WHAT THIS TASK INVOLVES >> Your task is to copy every line of the entries that holds the word "AgentClient".

[Data entries]

---+---

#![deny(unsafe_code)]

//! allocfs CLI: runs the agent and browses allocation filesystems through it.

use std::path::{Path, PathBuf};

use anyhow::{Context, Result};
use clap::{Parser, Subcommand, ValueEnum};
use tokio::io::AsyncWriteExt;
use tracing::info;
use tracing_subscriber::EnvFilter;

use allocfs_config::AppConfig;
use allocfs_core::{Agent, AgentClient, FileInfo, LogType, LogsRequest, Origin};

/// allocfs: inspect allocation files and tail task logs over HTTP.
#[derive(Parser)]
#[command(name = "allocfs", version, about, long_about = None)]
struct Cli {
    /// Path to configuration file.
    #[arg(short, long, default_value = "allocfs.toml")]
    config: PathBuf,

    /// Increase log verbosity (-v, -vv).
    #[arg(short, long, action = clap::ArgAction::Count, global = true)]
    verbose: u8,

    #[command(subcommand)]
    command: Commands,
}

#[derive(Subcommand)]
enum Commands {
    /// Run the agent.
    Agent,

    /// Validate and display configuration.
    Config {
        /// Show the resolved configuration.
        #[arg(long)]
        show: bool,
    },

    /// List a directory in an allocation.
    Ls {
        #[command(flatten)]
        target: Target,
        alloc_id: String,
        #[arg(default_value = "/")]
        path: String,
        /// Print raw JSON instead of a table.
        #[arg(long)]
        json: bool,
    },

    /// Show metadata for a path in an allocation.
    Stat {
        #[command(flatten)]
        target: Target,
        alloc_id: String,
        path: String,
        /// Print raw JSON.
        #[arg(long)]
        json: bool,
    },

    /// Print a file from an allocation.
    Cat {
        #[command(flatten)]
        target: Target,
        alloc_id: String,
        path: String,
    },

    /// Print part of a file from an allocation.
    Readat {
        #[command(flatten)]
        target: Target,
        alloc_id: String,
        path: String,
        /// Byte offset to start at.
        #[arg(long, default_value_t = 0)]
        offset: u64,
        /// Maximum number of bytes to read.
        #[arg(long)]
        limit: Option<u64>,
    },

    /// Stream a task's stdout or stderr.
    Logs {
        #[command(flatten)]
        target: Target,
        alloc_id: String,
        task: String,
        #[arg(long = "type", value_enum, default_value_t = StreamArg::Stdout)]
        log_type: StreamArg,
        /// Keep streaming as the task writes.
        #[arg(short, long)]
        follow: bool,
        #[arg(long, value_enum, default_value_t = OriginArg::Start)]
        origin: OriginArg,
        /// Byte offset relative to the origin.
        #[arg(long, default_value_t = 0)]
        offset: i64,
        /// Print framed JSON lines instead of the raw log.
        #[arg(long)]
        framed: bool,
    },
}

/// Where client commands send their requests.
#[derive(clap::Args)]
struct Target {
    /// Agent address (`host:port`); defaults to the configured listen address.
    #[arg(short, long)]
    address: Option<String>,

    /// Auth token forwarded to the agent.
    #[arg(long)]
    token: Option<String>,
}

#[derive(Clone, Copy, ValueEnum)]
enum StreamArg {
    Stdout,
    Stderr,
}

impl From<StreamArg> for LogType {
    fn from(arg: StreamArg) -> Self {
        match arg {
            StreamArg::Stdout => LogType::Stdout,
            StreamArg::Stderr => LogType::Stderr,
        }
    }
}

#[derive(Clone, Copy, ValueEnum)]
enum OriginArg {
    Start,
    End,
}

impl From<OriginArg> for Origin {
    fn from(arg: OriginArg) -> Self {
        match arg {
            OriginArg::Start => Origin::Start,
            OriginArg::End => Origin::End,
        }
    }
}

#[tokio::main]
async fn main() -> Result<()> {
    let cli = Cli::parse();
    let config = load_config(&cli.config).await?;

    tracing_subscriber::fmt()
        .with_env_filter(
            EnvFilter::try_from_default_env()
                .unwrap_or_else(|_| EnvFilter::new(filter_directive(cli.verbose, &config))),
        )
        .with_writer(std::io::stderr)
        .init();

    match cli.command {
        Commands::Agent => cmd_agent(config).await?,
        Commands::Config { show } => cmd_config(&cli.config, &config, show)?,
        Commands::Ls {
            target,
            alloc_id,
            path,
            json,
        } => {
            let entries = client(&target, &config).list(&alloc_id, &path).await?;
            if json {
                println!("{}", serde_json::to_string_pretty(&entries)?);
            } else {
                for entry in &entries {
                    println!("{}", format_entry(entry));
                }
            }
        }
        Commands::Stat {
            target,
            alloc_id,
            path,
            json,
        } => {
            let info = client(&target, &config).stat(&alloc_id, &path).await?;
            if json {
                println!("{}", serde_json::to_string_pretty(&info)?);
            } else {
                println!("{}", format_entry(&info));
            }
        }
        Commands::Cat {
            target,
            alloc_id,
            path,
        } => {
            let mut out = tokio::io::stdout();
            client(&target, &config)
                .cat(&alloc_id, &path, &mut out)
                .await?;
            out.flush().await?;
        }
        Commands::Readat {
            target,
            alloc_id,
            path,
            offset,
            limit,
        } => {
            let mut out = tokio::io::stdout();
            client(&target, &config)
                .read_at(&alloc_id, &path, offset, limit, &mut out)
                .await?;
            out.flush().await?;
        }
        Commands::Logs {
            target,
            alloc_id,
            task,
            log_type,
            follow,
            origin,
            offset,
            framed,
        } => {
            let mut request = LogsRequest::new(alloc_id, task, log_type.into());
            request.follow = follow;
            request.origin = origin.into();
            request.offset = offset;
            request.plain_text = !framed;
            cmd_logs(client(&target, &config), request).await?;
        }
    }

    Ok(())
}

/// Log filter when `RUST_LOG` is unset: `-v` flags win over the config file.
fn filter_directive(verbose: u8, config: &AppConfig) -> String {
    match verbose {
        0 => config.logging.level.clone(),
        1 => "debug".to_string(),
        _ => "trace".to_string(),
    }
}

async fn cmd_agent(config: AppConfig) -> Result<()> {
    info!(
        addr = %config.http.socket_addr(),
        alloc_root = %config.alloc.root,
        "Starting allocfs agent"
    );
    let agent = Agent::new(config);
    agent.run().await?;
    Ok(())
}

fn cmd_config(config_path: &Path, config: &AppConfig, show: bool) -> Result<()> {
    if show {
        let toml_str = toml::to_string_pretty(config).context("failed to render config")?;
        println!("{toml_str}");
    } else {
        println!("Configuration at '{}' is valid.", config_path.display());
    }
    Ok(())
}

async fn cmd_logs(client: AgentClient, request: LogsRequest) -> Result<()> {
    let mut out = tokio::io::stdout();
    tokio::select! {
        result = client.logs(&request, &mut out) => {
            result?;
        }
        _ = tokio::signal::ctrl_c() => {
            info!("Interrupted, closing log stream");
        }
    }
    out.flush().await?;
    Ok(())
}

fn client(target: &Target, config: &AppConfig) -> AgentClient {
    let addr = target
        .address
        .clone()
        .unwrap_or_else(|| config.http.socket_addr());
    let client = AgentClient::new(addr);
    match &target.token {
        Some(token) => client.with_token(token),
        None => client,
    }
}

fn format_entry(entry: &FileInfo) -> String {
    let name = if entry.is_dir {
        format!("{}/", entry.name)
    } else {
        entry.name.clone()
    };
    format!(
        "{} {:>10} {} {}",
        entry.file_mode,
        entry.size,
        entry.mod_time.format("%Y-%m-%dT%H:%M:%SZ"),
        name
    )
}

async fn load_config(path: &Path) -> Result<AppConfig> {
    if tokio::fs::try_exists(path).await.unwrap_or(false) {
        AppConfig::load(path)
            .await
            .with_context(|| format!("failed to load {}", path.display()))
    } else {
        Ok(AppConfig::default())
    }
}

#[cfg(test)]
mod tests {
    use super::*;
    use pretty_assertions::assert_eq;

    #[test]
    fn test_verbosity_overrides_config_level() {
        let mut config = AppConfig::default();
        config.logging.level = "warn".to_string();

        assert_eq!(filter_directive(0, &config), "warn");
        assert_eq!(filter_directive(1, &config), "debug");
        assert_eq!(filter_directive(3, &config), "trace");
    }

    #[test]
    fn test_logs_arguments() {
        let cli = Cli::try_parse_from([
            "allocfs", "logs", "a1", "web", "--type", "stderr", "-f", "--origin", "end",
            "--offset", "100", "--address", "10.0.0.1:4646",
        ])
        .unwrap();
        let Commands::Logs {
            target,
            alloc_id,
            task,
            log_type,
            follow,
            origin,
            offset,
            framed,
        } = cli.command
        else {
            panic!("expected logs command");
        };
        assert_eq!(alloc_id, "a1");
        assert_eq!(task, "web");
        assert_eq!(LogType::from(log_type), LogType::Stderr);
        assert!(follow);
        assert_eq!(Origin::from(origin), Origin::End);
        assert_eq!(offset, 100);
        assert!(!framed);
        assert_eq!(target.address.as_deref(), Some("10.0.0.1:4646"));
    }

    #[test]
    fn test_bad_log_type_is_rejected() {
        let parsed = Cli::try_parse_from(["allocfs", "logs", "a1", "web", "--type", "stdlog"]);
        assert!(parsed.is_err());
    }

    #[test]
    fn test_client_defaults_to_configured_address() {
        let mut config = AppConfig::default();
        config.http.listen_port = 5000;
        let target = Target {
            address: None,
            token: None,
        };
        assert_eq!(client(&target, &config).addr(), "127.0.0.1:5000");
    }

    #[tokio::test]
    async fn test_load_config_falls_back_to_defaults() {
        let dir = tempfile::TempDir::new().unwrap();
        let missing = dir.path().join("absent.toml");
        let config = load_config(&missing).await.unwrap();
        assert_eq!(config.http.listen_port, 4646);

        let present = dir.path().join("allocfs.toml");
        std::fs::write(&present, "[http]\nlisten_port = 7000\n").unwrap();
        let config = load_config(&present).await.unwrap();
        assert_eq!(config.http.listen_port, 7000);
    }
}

---+---

ANSWER SECTION >>
use allocfs_core::{Agent, AgentClient, FileInfo, LogType, LogsRequest, Origin};
async fn cmd_logs(client: AgentClient, request: LogsRequest) -> Result<()> {
fn client(target: &Target, config: &AppConfig) -> AgentClient {
    let client = AgentClient::new(addr);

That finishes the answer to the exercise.